→ Data for review:

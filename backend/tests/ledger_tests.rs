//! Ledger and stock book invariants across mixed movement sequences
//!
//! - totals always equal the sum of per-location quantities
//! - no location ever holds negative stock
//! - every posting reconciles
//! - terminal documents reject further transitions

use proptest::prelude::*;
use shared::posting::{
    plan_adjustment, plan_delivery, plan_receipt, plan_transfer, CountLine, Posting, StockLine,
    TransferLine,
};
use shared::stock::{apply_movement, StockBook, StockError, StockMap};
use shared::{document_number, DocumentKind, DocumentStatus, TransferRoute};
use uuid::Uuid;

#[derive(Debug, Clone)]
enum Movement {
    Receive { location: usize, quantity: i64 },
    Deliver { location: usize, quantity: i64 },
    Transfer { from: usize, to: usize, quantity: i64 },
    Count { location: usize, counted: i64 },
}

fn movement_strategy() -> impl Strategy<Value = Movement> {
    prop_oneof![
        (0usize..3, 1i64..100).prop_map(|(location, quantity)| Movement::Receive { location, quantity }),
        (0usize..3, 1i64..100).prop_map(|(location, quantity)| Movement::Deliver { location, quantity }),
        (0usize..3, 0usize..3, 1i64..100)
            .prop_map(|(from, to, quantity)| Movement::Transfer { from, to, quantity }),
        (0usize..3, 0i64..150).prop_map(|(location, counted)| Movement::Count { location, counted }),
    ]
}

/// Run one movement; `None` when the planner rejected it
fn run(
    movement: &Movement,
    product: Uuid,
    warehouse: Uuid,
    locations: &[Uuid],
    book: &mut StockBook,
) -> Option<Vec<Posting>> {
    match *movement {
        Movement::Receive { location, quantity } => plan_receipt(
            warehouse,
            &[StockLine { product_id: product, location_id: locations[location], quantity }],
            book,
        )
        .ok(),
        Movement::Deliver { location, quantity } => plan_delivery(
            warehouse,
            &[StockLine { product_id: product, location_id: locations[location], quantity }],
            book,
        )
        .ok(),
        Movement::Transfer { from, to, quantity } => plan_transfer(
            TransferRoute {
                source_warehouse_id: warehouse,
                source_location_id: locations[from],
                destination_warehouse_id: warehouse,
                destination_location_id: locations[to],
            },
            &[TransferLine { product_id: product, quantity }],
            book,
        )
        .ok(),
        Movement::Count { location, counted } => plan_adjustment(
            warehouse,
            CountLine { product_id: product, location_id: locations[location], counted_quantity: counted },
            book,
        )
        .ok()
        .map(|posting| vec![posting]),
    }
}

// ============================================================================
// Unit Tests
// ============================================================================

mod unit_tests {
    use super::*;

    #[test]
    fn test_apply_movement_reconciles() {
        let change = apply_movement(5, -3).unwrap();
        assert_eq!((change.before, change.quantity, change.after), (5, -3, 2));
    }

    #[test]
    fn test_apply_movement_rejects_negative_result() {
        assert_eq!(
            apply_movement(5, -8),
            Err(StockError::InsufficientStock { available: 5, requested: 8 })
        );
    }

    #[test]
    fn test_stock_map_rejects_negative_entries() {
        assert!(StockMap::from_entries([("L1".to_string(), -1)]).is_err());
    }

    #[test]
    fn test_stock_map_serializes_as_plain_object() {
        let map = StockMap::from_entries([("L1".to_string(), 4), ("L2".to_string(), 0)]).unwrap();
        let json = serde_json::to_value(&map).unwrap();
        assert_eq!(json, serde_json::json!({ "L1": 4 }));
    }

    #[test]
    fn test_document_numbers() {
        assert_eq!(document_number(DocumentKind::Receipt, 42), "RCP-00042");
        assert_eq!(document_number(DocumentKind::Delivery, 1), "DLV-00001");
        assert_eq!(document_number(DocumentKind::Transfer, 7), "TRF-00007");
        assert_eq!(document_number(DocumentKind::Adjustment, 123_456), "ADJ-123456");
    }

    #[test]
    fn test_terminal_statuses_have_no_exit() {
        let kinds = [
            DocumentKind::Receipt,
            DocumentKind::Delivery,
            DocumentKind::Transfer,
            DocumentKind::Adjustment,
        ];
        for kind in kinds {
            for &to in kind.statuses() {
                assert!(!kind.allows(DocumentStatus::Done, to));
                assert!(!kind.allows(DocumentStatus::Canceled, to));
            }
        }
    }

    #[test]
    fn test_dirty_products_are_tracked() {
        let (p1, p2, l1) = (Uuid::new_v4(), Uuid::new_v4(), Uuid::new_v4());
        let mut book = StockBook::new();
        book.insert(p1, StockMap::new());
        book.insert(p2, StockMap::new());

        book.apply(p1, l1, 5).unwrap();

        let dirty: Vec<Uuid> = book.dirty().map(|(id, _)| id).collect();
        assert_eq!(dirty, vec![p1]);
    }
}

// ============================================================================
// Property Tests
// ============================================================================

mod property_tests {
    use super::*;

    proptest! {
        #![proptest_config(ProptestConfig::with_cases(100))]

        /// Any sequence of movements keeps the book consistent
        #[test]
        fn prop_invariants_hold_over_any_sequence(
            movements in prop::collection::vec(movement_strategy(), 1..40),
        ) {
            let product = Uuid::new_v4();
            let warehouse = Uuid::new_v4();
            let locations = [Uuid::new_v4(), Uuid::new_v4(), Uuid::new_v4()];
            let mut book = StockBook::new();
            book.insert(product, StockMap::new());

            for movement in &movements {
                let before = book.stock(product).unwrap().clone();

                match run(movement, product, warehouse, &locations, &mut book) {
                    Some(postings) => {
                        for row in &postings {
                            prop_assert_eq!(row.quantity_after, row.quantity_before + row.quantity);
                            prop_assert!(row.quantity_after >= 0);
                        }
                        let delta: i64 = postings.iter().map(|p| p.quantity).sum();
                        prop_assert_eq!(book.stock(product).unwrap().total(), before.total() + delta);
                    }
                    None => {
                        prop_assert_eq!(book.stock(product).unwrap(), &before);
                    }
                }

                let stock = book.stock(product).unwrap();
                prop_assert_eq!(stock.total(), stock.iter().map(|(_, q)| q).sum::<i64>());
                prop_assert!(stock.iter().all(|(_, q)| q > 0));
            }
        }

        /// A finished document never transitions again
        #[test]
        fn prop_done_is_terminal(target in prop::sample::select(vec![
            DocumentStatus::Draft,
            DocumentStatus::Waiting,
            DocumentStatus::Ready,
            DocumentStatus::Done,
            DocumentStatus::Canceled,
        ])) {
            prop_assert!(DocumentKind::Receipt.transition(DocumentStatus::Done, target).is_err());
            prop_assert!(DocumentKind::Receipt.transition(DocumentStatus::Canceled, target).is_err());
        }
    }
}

→ Directions:
The word "delta" appears in some lines of the data. Copy every one of those lines.

→ Reply:
                        let delta: i64 = postings.iter().map(|p| p.quantity).sum();
                        prop_assert_eq!(book.stock(product).unwrap().total(), before.total() + delta);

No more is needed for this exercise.